The Nashville Symphony and the Nashville Symphony Chorus gather onstage moments before a performance of Händel’s Messiah, December 18, 2016, Schermerhorn Symphony Center, Nashville

Part of a series of articles on
Preparing a School Winter Solstice Performance

This past week the Nashville Symphony performed our annual string of December Messiah concerts. An annual event featuring a different conductor and vision for the performance of this masterwork each year, it is remarkable to me how resilient Händel’s Messiah is, and how much the community here at the symphony -as well as the larger surrounding community of Music City – looks forward to it every year. It’s one of those monuments of the repertoire that has become part of the collective consciousness.

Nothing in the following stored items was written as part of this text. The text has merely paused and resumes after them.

//! Configuration management for servolink.
//!
//! Transports are described in TOML and may be adjusted through environment
//! variables:
//!
//! ```toml
//! [transport]
//! kind = "can-tunnel"
//! port = "/dev/ttyUSB0"
//! baud_rate = 57600
//! can_id = 0x60
//! frame_format = "standard"
//! ```
//!
//! - `SERVOLINK_PORT` replaces the port name
//! - `SERVOLINK_DIAGNOSTICS` (`1`/`true`/`0`/`false`) toggles traffic dumps
//!   on a CAN tunnel

use serde::{Deserialize, Serialize};
use std::path::Path;

use crate::error::{Error, Result};
use crate::transport::{can::CanTunnelConfig, DEFAULT_BAUD_RATE};

/// Environment variable overriding the port name.
pub const ENV_PORT: &str = "SERVOLINK_PORT";

/// Environment variable toggling diagnostics.
pub const ENV_DIAGNOSTICS: &str = "SERVOLINK_DIAGNOSTICS";

/// Top-level configuration file.
#[derive(Debug, Clone, PartialEq, Eq, Deserialize, Serialize)]
pub struct Config {
    pub transport: TransportConfig,
}

/// Which transport to build and how.
#[derive(Debug, Clone, PartialEq, Eq, Deserialize, Serialize)]
#[serde(tag = "kind", rename_all = "kebab-case")]
pub enum TransportConfig {
    /// Servos wired directly to a serial adapter
    Serial(SerialConfig),
    /// Servos on a CAN bus behind a transparent bridge
    CanTunnel(CanTunnelConfig),
}

/// Direct serial transport configuration.
#[derive(Debug, Clone, PartialEq, Eq, Deserialize, Serialize)]
pub struct SerialConfig {
    pub port: String,

    #[serde(default = "default_baud_rate")]
    pub baud_rate: u32,
}

fn default_baud_rate() -> u32 {
    DEFAULT_BAUD_RATE
}

impl TransportConfig {
    pub fn port(&self) -> &str {
        match self {
            Self::Serial(cfg) => &cfg.port,
            Self::CanTunnel(cfg) => &cfg.port,
        }
    }

    pub fn set_port(&mut self, port: impl Into<String>) {
        match self {
            Self::Serial(cfg) => cfg.port = port.into(),
            Self::CanTunnel(cfg) => cfg.port = port.into(),
        }
    }

    pub fn set_baud_rate(&mut self, baud_rate: u32) {
        match self {
            Self::Serial(cfg) => cfg.baud_rate = baud_rate,
            Self::CanTunnel(cfg) => cfg.baud_rate = baud_rate,
        }
    }
}

impl Config {
    /// Load configuration from a TOML file and apply environment overrides.
    pub fn load_from(path: impl AsRef<Path>) -> Result<Self> {
        let path = path.as_ref();
        let text = std::fs::read_to_string(path)?;
        let mut config = Self::from_toml(&text)
            .map_err(|e| Error::Config(format!("{}: {}", path.display(), e)))?;
        config.apply_env_overrides()?;
        config.validate()?;
        Ok(config)
    }

    /// Parse configuration from TOML text.
    pub fn from_toml(text: &str) -> Result<Self> {
        let config: Self = toml::from_str(text).map_err(|e| Error::Config(e.to_string()))?;
        config.validate()?;
        Ok(config)
    }

    /// Apply `SERVOLINK_*` variables from the process environment.
    pub fn apply_env_overrides(&mut self) -> Result<()> {
        self.apply_overrides(|key| std::env::var(key).ok())
    }

    /// Apply overrides from `lookup`, which maps variable names to values.
    ///
    /// The result is not validated, so callers that fill in the port later
    /// may start from an empty one.
    pub fn apply_overrides(&mut self, lookup: impl Fn(&str) -> Option<String>) -> Result<()> {
        if let Some(port) = lookup(ENV_PORT) {
            self.transport.set_port(port);
        }

        if let Some(value) = lookup(ENV_DIAGNOSTICS) {
            let enable = parse_flag(&value).ok_or_else(|| {
                Error::Config(format!("{}: expected true or false, got {:?}", ENV_DIAGNOSTICS, value))
            })?;
            if let TransportConfig::CanTunnel(cfg) = &mut self.transport {
                cfg.diagnostics = enable;
            }
        }
        Ok(())
    }

    /// Reject configurations that cannot name a port.
    pub fn validate(&self) -> Result<()> {
        if self.transport.port().is_empty() {
            return Err(Error::Config("transport port must not be empty".into()));
        }
        Ok(())
    }
}

fn parse_flag(value: &str) -> Option<bool> {
    match value.trim().to_ascii_lowercase().as_str() {
        "1" | "true" | "yes" | "on" => Some(true),
        "0" | "false" | "no" | "off" => Some(false),
        _ => None,
    }
}

#[cfg(test)]
mod tests {
    use super::*;
    use crate::transport::can::FrameFormat;

    #[test]
    fn can_tunnel_with_defaults() {
        let config = Config::from_toml(
            r#"
            [transport]
            kind = "can-tunnel"
            port = "/dev/ttyUSB0"
            "#,
        )
        .unwrap();

        let TransportConfig::CanTunnel(cfg) = config.transport else {
            panic!("expected can tunnel");
        };
        assert_eq!(cfg.port, "/dev/ttyUSB0");
        assert_eq!(cfg.baud_rate, 1_000_000);
        assert_eq!(cfg.can_id, 0x60);
        assert_eq!(cfg.frame_format, FrameFormat::Standard);
        assert_eq!(cfg.can_baud_rate, 1_000_000);
        assert!(!cfg.diagnostics);
    }

    #[test]
    fn can_tunnel_fully_specified() {
        let config = Config::from_toml(
            r#"
            [transport]
            kind = "can-tunnel"
            port = "COM3"
            baud_rate = 57600
            can_id = 0x18DA00F1
            frame_format = "extended"
            can_baud_rate = 500000
            diagnostics = true
            "#,
        )
        .unwrap();

        assert_eq!(
            config.transport,
            TransportConfig::CanTunnel(CanTunnelConfig {
                port: "COM3".into(),
                baud_rate: 57_600,
                can_id: 0x18DA_00F1,
                frame_format: FrameFormat::Extended,
                can_baud_rate: 500_000,
                diagnostics: true,
            })
        );
    }

    #[test]
    fn serial_transport() {
        let config = Config::from_toml(
            r#"
            [transport]
            kind = "serial"
            port = "/dev/ttyACM0"
            baud_rate = 115200
            "#,
        )
        .unwrap();
        assert_eq!(
            config.transport,
            TransportConfig::Serial(SerialConfig {
                port: "/dev/ttyACM0".into(),
                baud_rate: 115_200,
            })
        );
    }

    #[test]
    fn unknown_kind_is_rejected() {
        let result = Config::from_toml(
            r#"
            [transport]
            kind = "carrier-pigeon"
            port = "coop"
            "#,
        );
        assert!(matches!(result, Err(Error::Config(_))));
    }

    #[test]
    fn empty_port_is_rejected() {
        let result = Config::from_toml(
            r#"
            [transport]
            kind = "serial"
            port = ""
            "#,
        );
        assert!(matches!(result, Err(Error::Config(_))));
    }

    #[test]
    fn overrides_replace_port_and_diagnostics() {
        let mut config = Config {
            transport: TransportConfig::CanTunnel(CanTunnelConfig {
                port: "/dev/ttyUSB0".into(),
                ..Default::default()
            }),
        };
        config
            .apply_overrides(|key| match key {
                ENV_PORT => Some("/dev/ttyUSB7".into()),
                ENV_DIAGNOSTICS => Some("TRUE".into()),
                _ => None,
            })
            .unwrap();

        let TransportConfig::CanTunnel(cfg) = &config.transport else {
            panic!("expected can tunnel");
        };
        assert_eq!(cfg.port, "/dev/ttyUSB7");
        assert!(cfg.diagnostics);
    }

    #[test]
    fn bad_diagnostics_flag_is_rejected() {
        let mut config = Config {
            transport: TransportConfig::Serial(SerialConfig {
                port: "/dev/ttyUSB0".into(),
                baud_rate: 57_600,
            }),
        };
        let result = config.apply_overrides(|key| (key == ENV_DIAGNOSTICS).then(|| "maybe".into()));
        assert!(matches!(result, Err(Error::Config(_))));
    }

    #[test]
    fn overrides_leave_empty_port_for_caller() {
        let mut config = Config {
            transport: TransportConfig::CanTunnel(CanTunnelConfig::default()),
        };
        config
            .apply_overrides(|key| (key == ENV_DIAGNOSTICS).then(|| "1".into()))
            .unwrap();

        let TransportConfig::CanTunnel(cfg) = &config.transport else {
            panic!("expected can tunnel");
        };
        assert!(cfg.diagnostics);
        assert!(matches!(config.validate(), Err(Error::Config(_))));
    }

    #[test]
    fn missing_file_is_io_error() {
        assert!(matches!(
            Config::load_from("/nonexistent/servolink.toml"),
            Err(Error::Io(_))
        ));
    }
}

This year’s performance with guest conductor Christopher Warren-Green brought a historically-informed perspective to the performance, with brisk tempi and the incorporation of a theorbist who doubled on baroque guitar to the continuo section. I was thrilled to hear how excited our musicians were about Messiah this year in conversations I had with them (or overheard) during rehearsals. Sitting in the balcony on Sunday afternoon for the final matinee performance, the enthusiasm of the musicians and the audience was palpable. In the exhilaration following the concert I found myself thinking a lot about this remarkable piece of music, and especially one movement in particular – the unique and absolutely one-of-a-kind Hallelujah Chorus – and why and how it occupies such a singular place in our musical culture.

 

the first page of the Hallelujah Chorus from Händel's working manuscript of Messiah. The entire manuscript may be viewed here online at the British Library.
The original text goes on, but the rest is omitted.